As bad ass as Serena Williams is, she's kind of the poster child for how not to handle stress on the job. Yesterday she mouthed off to a judge at the U.S. Open when a call didn't go her way, and it cost her the match.
We've all been known to drop the F-bomb every once in awhile, but luckily for us these slip-ups aren't usually filmed on national television- and we don't have to pay $10,000 for having a potty mouth. Here's how to deal when you screw up royally at work.
In a high-speed super-connected work world, it's easier than ever to mess up.
People have been blowing it on the job forever. But what makes today's mistakes so terrifying is how quickly they can morph into a major snafu. Think: the careless employee who in a mere second accidentally cc's a personal e-mail about her latest hookup to hundreds of coworkers. Or consider the assistant who forgets to let her boss know that a crucial video conference was rescheduled, causing her department to lose out on a megabucks contract. "New technology and the intense pace of most jobs allow staffers to blunder with bigger, more instant ramifications," says Ciulla.

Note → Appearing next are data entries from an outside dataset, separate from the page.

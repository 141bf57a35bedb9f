// src/crypto/des.rs

use crate::crypto::cipher_traits::{CipherAlgorithm, SymmetricCipher};
use crate::crypto::errors::DesError;
use crate::crypto::f_function::round_function;
use crate::crypto::key_schedule::derive_subkeys;
use crate::crypto::permutation::{FP, IP};
use crate::crypto::trace::RoundTrace;

/// DES block cipher with a precomputed key schedule.
#[derive(Clone)]
pub struct Des {
    /// Exactly 16 round subkeys, 48 significant bits each.
    subkeys: [u64; 16],
}

impl Des {
    /// Create a cipher from a 64-bit key, deriving all subkeys up front.
    pub fn new(key: u64) -> Self {
        Des {
            subkeys: derive_subkeys(key),
        }
    }

    /// Encrypt one 64-bit block.
    pub fn encrypt_block(&self, block: u64) -> u64 {
        feistel_rounds(block, self.subkeys.into_iter())
    }

    /// Decrypt one 64-bit block by consuming the subkeys in reverse order.
    pub fn decrypt_block(&self, block: u64) -> u64 {
        feistel_rounds(block, self.subkeys.into_iter().rev())
    }
}

impl CipherAlgorithm for Des {
    fn encrypt(&self, message: &[u8]) -> Result<Vec<u8>, DesError> {
        map_blocks(message, |block| self.encrypt_block(block))
    }

    fn decrypt(&self, message: &[u8]) -> Result<Vec<u8>, DesError> {
        map_blocks(message, |block| self.decrypt_block(block))
    }

    fn block_size(&self) -> usize {
        8
    }
}

impl SymmetricCipher for Des {
    fn set_key(&mut self, key: &[u8]) -> Result<(), DesError> {
        self.subkeys = derive_subkeys(key_from_bytes(key)?);
        Ok(())
    }
}

/// Encrypt one 64-bit block under `key`.
pub fn encrypt_block(plaintext: u64, key: u64) -> u64 {
    feistel_rounds(plaintext, derive_subkeys(key).into_iter())
}

/// Decrypt one 64-bit block under `key`.
///
/// Identical to encryption except that the subkeys are applied in
/// reverse round order.
pub fn decrypt_block(ciphertext: u64, key: u64) -> u64 {
    feistel_rounds(ciphertext, derive_subkeys(key).into_iter().rev())
}

/// Encrypt a single block or a 16-byte challenge under an 8-byte key.
///
/// A 16-byte message is treated as two independent blocks encrypted
/// under the same key, the shape used by VNC challenge-response.
pub fn encrypt(message: &[u8], key: &[u8]) -> Result<Vec<u8>, DesError> {
    let subkeys = derive_subkeys(key_from_bytes(key)?);
    map_blocks(message, |block| feistel_rounds(block, subkeys.into_iter()))
}

/// Decrypt a single block or a 16-byte challenge under an 8-byte key.
pub fn decrypt(message: &[u8], key: &[u8]) -> Result<Vec<u8>, DesError> {
    let subkeys = derive_subkeys(key_from_bytes(key)?);
    map_blocks(message, |block| {
        feistel_rounds(block, subkeys.into_iter().rev())
    })
}

/// Encrypt one block while reporting every intermediate state to `observer`.
pub fn encrypt_block_traced(plaintext: u64, key: u64, observer: &dyn RoundTrace) -> u64 {
    let subkeys = derive_subkeys(key);
    let permuted = IP.permute(plaintext);
    observer.initial_permutation(plaintext, permuted);

    let mut left = (permuted >> 32) as u32;
    let mut right = permuted as u32;
    for (round, &subkey) in subkeys.iter().enumerate() {
        let f_out = round_function(right, subkey);
        let next_right = left ^ f_out;
        left = right;
        right = next_right;
        observer.round(round + 1, left, right, subkey, f_out);
    }

    let preoutput = (u64::from(right) << 32) | u64::from(left);
    let ciphertext = FP.permute(preoutput);
    observer.final_permutation(preoutput, ciphertext);
    ciphertext
}

/// Run the 16-round Feistel network over one block.
///
/// The halves swap after every round; the last swap is undone by
/// assembling the preoutput from R16 and L16 before the final permutation.
fn feistel_rounds(block: u64, subkeys: impl Iterator<Item = u64>) -> u64 {
    let permuted = IP.permute(block);
    let mut left = (permuted >> 32) as u32;
    let mut right = permuted as u32;

    for subkey in subkeys {
        let f_out = round_function(right, subkey);
        let next_right = left ^ f_out;
        left = right;
        right = next_right;
    }

    let preoutput = (u64::from(right) << 32) | u64::from(left);
    FP.permute(preoutput)
}

fn map_blocks(message: &[u8], transform: impl Fn(u64) -> u64) -> Result<Vec<u8>, DesError> {
    if message.len() != 8 && message.len() != 16 {
        return Err(DesError::InvalidInputLength { len: message.len() });
    }

    Ok(message
        .chunks_exact(8)
        .flat_map(|chunk| {
            let block = u64::from_be_bytes(chunk.try_into().unwrap());
            transform(block).to_be_bytes()
        })
        .collect())
}

fn key_from_bytes(key: &[u8]) -> Result<u64, DesError> {
    let bytes: [u8; 8] = key
        .try_into()
        .map_err(|_| DesError::InvalidKeyLength { len: key.len() })?;
    Ok(u64::from_be_bytes(bytes))
}
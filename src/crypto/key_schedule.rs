use crate::crypto::permutation::{PC1, PC2};

/// Left-rotation amounts for the 28-bit key halves, one per round.
pub const ROTATIONS: [u32; 16] = [1, 1, 2, 2, 2, 2, 2, 2, 1, 2, 2, 2, 2, 2, 2, 1];

const HALF_MASK: u32 = 0x0FFF_FFFF;

/// Derive the sixteen 48-bit round subkeys from a 64-bit key.
///
/// PC-1 drops the parity bits (the low bit of each key byte), so keys
/// differing only in parity produce identical schedules. The remaining
/// 56 bits are split into two 28-bit halves which rotate left by the
/// [`ROTATIONS`] amount before PC-2 compresses them into each subkey.
pub fn derive_subkeys(key: u64) -> [u64; 16] {
    let permuted = PC1.permute(key);
    let mut c = ((permuted >> 28) as u32) & HALF_MASK;
    let mut d = (permuted as u32) & HALF_MASK;

    let mut subkeys = [0u64; 16];
    for (subkey, &rotation) in subkeys.iter_mut().zip(ROTATIONS.iter()) {
        c = ((c << rotation) & HALF_MASK) | (c >> (28 - rotation));
        d = ((d << rotation) & HALF_MASK) | (d >> (28 - rotation));

        let halves = (u64::from(c) << 28) | u64::from(d);
        *subkey = PC2.permute(halves);
    }
    subkeys
}
//! Bit permutations over `u64` registers.
//!
//! Every permutation, expansion and compression step of the cipher is a
//! table of 1-based source positions counted from the most significant
//! end, the numbering used by the published DES tables. Output bits are
//! produced most significant first, one per table entry, so a table is
//! free to drop, duplicate or reorder source bits.

/// A validated permutation table bound to a fixed source width.
pub struct PermutationTable {
    source_width: u32,
    entries: &'static [u8],
}

impl PermutationTable {
    /// Build a table, checking every entry at construction time.
    ///
    /// Panics if an entry is zero, exceeds `source_width`, or if the
    /// table is wider than a `u64`. The built-in tables below are
    /// `static`, so a malformed one fails `const` evaluation and the
    /// crate does not compile.
    pub const fn new(source_width: u32, entries: &'static [u8]) -> Self {
        assert!(source_width <= 64, "source width exceeds 64 bits");
        assert!(entries.len() <= 64, "table output exceeds 64 bits");

        let mut i = 0;
        while i < entries.len() {
            let entry = entries[i];
            assert!(entry >= 1, "table entries are 1-based");
            assert!(entry as u32 <= source_width, "table entry outside the source");
            i += 1;
        }

        PermutationTable { source_width, entries }
    }

    /// Width of the input in bits.
    pub const fn source_width(&self) -> u32 {
        self.source_width
    }

    /// Width of the output in bits, one per table entry.
    pub const fn output_width(&self) -> u32 {
        self.entries.len() as u32
    }

    /// The raw 1-based source positions.
    pub const fn entries(&self) -> &'static [u8] {
        self.entries
    }

    /// Apply the permutation to the low `source_width` bits of `src`.
    ///
    /// Bits above the source width are never read. The result occupies
    /// the low `output_width` bits.
    pub fn permute(&self, src: u64) -> u64 {
        let mut dst = 0u64;
        for &entry in self.entries {
            dst = (dst << 1) | ((src >> (self.source_width - entry as u32)) & 1);
        }
        dst
    }
}

/// Initial permutation of the 64-bit plaintext block.
pub static IP: PermutationTable = PermutationTable::new(
    64,
    &[
        58, 50, 42, 34, 26, 18, 10, 2,
        60, 52, 44, 36, 28, 20, 12, 4,
        62, 54, 46, 38, 30, 22, 14, 6,
        64, 56, 48, 40, 32, 24, 16, 8,
        57, 49, 41, 33, 25, 17, 9, 1,
        59, 51, 43, 35, 27, 19, 11, 3,
        61, 53, 45, 37, 29, 21, 13, 5,
        63, 55, 47, 39, 31, 23, 15, 7,
    ],
);

/// Final permutation, the inverse of [`IP`].
pub static FP: PermutationTable = PermutationTable::new(
    64,
    &[
        40, 8, 48, 16, 56, 24, 64, 32,
        39, 7, 47, 15, 55, 23, 63, 31,
        38, 6, 46, 14, 54, 22, 62, 30,
        37, 5, 45, 13, 53, 21, 61, 29,
        36, 4, 44, 12, 52, 20, 60, 28,
        35, 3, 43, 11, 51, 19, 59, 27,
        34, 2, 42, 10, 50, 18, 58, 26,
        33, 1, 41, 9, 49, 17, 57, 25,
    ],
);

/// Expansion of the 32-bit half-block to 48 bits; edge bits repeat.
pub static E: PermutationTable = PermutationTable::new(
    32,
    &[
        32, 1, 2, 3, 4, 5,
        4, 5, 6, 7, 8, 9,
        8, 9, 10, 11, 12, 13,
        12, 13, 14, 15, 16, 17,
        16, 17, 18, 19, 20, 21,
        20, 21, 22, 23, 24, 25,
        24, 25, 26, 27, 28, 29,
        28, 29, 30, 31, 32, 1,
    ],
);

/// Permutation of the 32-bit S-box output inside the round function.
pub static P: PermutationTable = PermutationTable::new(
    32,
    &[
        16, 7, 20, 21,
        29, 12, 28, 17,
        1, 15, 23, 26,
        5, 18, 31, 10,
        2, 8, 24, 14,
        32, 27, 3, 9,
        19, 13, 30, 6,
        22, 11, 4, 25,
    ],
);

/// Permuted choice 1: drops the eight parity bits, leaving 56 key bits.
pub static PC1: PermutationTable = PermutationTable::new(
    64,
    &[
        57, 49, 41, 33, 25, 17, 9,
        1, 58, 50, 42, 34, 26, 18,
        10, 2, 59, 51, 43, 35, 27,
        19, 11, 3, 60, 52, 44, 36,
        63, 55, 47, 39, 31, 23, 15,
        7, 62, 54, 46, 38, 30, 22,
        14, 6, 61, 53, 45, 37, 29,
        21, 13, 5, 28, 20, 12, 4,
    ],
);

/// Permuted choice 2: compresses the rotated 56-bit halves to a 48-bit subkey.
pub static PC2: PermutationTable = PermutationTable::new(
    56,
    &[
        14, 17, 11, 24, 1, 5,
        3, 28, 15, 6, 21, 10,
        23, 19, 12, 4, 26, 8,
        16, 7, 27, 20, 13, 2,
        41, 52, 31, 37, 47, 55,
        30, 40, 51, 45, 33, 48,
        44, 49, 39, 56, 34, 53,
        46, 42, 50, 36, 29, 32,
    ],
);
use hex_literal::hex;
use quickcheck::quickcheck;
use rand::rngs::StdRng;
use rand::{RngCore, SeedableRng};

use des_cipher::crypto::cipher_traits::{CipherAlgorithm, SymmetricCipher};
use des_cipher::crypto::des::{Des, decrypt, decrypt_block, encrypt, encrypt_block};
use des_cipher::crypto::errors::DesError;

#[test]
fn test_known_answer_block() {
    assert_eq!(
        encrypt_block(0x0123456789ABCDEF, 0x133457799BBCDFF1),
        0x85E813540F0AB405
    );
}

#[test]
fn test_known_answer_bytes() {
    let key = hex!("13 34 57 79 9B BC DF F1");
    let plaintext = hex!("01 23 45 67 89 AB CD EF");

    let ciphertext = encrypt(&plaintext, &key).unwrap();
    assert_eq!(ciphertext, hex!("85 E8 13 54 0F 0A B4 05"));
    assert_eq!(decrypt(&ciphertext, &key).unwrap(), plaintext);
}

#[test]
fn test_decrypt_block_inverts_encrypt_block() {
    let ciphertext = encrypt_block(0x0123456789ABCDEF, 0x133457799BBCDFF1);
    assert_eq!(
        decrypt_block(ciphertext, 0x133457799BBCDFF1),
        0x0123456789ABCDEF
    );
}

#[test]
fn test_two_block_message_encrypts_halves_independently() {
    let key = hex!("13 34 57 79 9B BC DF F1");
    let message = hex!("01 23 45 67 89 AB CD EF 01 23 45 67 89 AB CD EF");

    let ciphertext = encrypt(&message, &key).unwrap();
    assert_eq!(ciphertext.len(), 16);
    assert_eq!(ciphertext[..8], ciphertext[8..]);
    assert_eq!(ciphertext[..8], hex!("85 E8 13 54 0F 0A B4 05"));
}

#[test]
fn test_rejects_bad_message_lengths() {
    let key = [0u8; 8];
    for len in [0usize, 1, 7, 9, 15, 17] {
        let message = vec![0u8; len];
        assert_eq!(
            encrypt(&message, &key),
            Err(DesError::InvalidInputLength { len })
        );
        assert_eq!(
            decrypt(&message, &key),
            Err(DesError::InvalidInputLength { len })
        );
    }
}

#[test]
fn test_rejects_bad_key_lengths() {
    let block = [0u8; 8];
    for len in [0usize, 7, 9, 16] {
        let key = vec![0u8; len];
        assert_eq!(
            encrypt(&block, &key),
            Err(DesError::InvalidKeyLength { len })
        );
    }
}

#[test]
fn test_cipher_struct_matches_free_functions() {
    let des = Des::new(0x133457799BBCDFF1);
    assert_eq!(des.encrypt_block(0x0123456789ABCDEF), 0x85E813540F0AB405);
    assert_eq!(des.decrypt_block(0x85E813540F0AB405), 0x0123456789ABCDEF);
    assert_eq!(des.block_size(), 8);

    let via_trait = des.encrypt(&hex!("01 23 45 67 89 AB CD EF")).unwrap();
    assert_eq!(via_trait, hex!("85 E8 13 54 0F 0A B4 05"));
}

#[test]
fn test_set_key_replaces_the_schedule() {
    let mut des = Des::new(0);
    des.set_key(&hex!("13 34 57 79 9B BC DF F1")).unwrap();
    assert_eq!(des.encrypt_block(0x0123456789ABCDEF), 0x85E813540F0AB405);

    assert_eq!(
        des.set_key(&[0u8; 7]),
        Err(DesError::InvalidKeyLength { len: 7 })
    );
}

#[test]
fn test_avalanche_on_key_bits() {
    let mut rng = StdRng::seed_from_u64(0x5EED);
    for _ in 0..8 {
        let message = rng.next_u64();
        let key = rng.next_u64();
        let base = encrypt_block(message, key);

        for bit in 0..64 {
            if bit % 8 == 0 {
                continue; // parity bits never reach the schedule
            }
            let flipped = encrypt_block(message, key ^ (1u64 << bit));
            let changed = (base ^ flipped).count_ones();
            assert!(
                changed > 10,
                "key bit {} changed only {} ciphertext bits",
                bit,
                changed
            );
        }
    }
}

quickcheck! {
    fn prop_encrypt_is_deterministic(message: u64, key: u64) -> bool {
        encrypt_block(message, key) == encrypt_block(message, key)
    }

    fn prop_decrypt_inverts_encrypt(message: u64, key: u64) -> bool {
        decrypt_block(encrypt_block(message, key), key) == message
    }
}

Deal with it: Finger-pointing travels as fast as your mistake did. In other words, there's no place to hide in the fishbowl world we work in. So as soon as you realize your faux pas, offer an in-person apology to your boss as well as anyone else involved. A short "I'm so sorry, I totally dropped the ball" should do the trick. Hearing that you are apologetic, accept full responsibility, and understand the gravity of your gaffe will help you regain respect, says Ciulla. "Offer too many details or make excuses, however, and you'll come off as immature," she adds.
Your inexperienced boss can't make a decision and doesn't know how to delegate - and it's starting to affect your reputation.
"Because employee turnover is so high these days and promoting from within is cheaper and easier, it's increasingly common for businesses to turn lower-level workers into managers before they have the right leadership skills," says McDermott. And though you'd think a younger boss would be less of a hard-ass and more relatable, her lack of experience often leaves her creating a general sense of disorder and confusion. Find out how some work habits can hurt you.
Deal with it: Put yourself in her shoes for a moment: After only a few years in her field, she's already under pressure from her higher-ups to do a stellar job while being responsible for lowerlevel staffers who may not quite know the ropes. No wonder she's struggling.
"Once you get where she's coming from, arrange an informal meeting, like lunch out of the office," says McDermott. There, tell her you want the company to be a success and you have a few questions about how you can help her make that happen. Bring up specific issues by framing them as your problem, for example "I'm confused about..." By putting the onus on yourself, she will be more apt to suggest solutions that benefit both of you. "Plus, she'll see you as an ally, and workplaces are more productive when staffers feel they're on the same side," she adds.
Your workplace is a cross between The Apprentice and Survivor
A healthy dose of competition can push you to accomplish great things. But these days, the younger staffers who are your peers are more likely to be downright cutthroat. One possible reason for the ruthlessness: Thanks to self-esteem-enhancing praise and a sense of entitlement while growing up, lots of today's 20-somethings expect to be moguls by the time they're 30. And they don't see anything wrong with playing hardball to reach their goal.
Deal with it: You can actually lighten the vibe by practicing random acts of kindness in the workplace - for example, helping out a coworker with a deadline or covering someone's shift last minute. "Doing small yet significant things can create a ripple effect of goodwill," says Ciulla.
And even though the ultracompetitiveness is a recent phenomenon, some old-fashioned solutions can help dilute it. "Weekly happy-hour outings or a monthly lunch to celebrate the end of a deadline can build a sense of community," says Moses. "If no one is excluded and you make sure the get-together doesn't turn into a gripe session, it'll reinforce the idea that everyone is on the same team and there's no reason for hostility."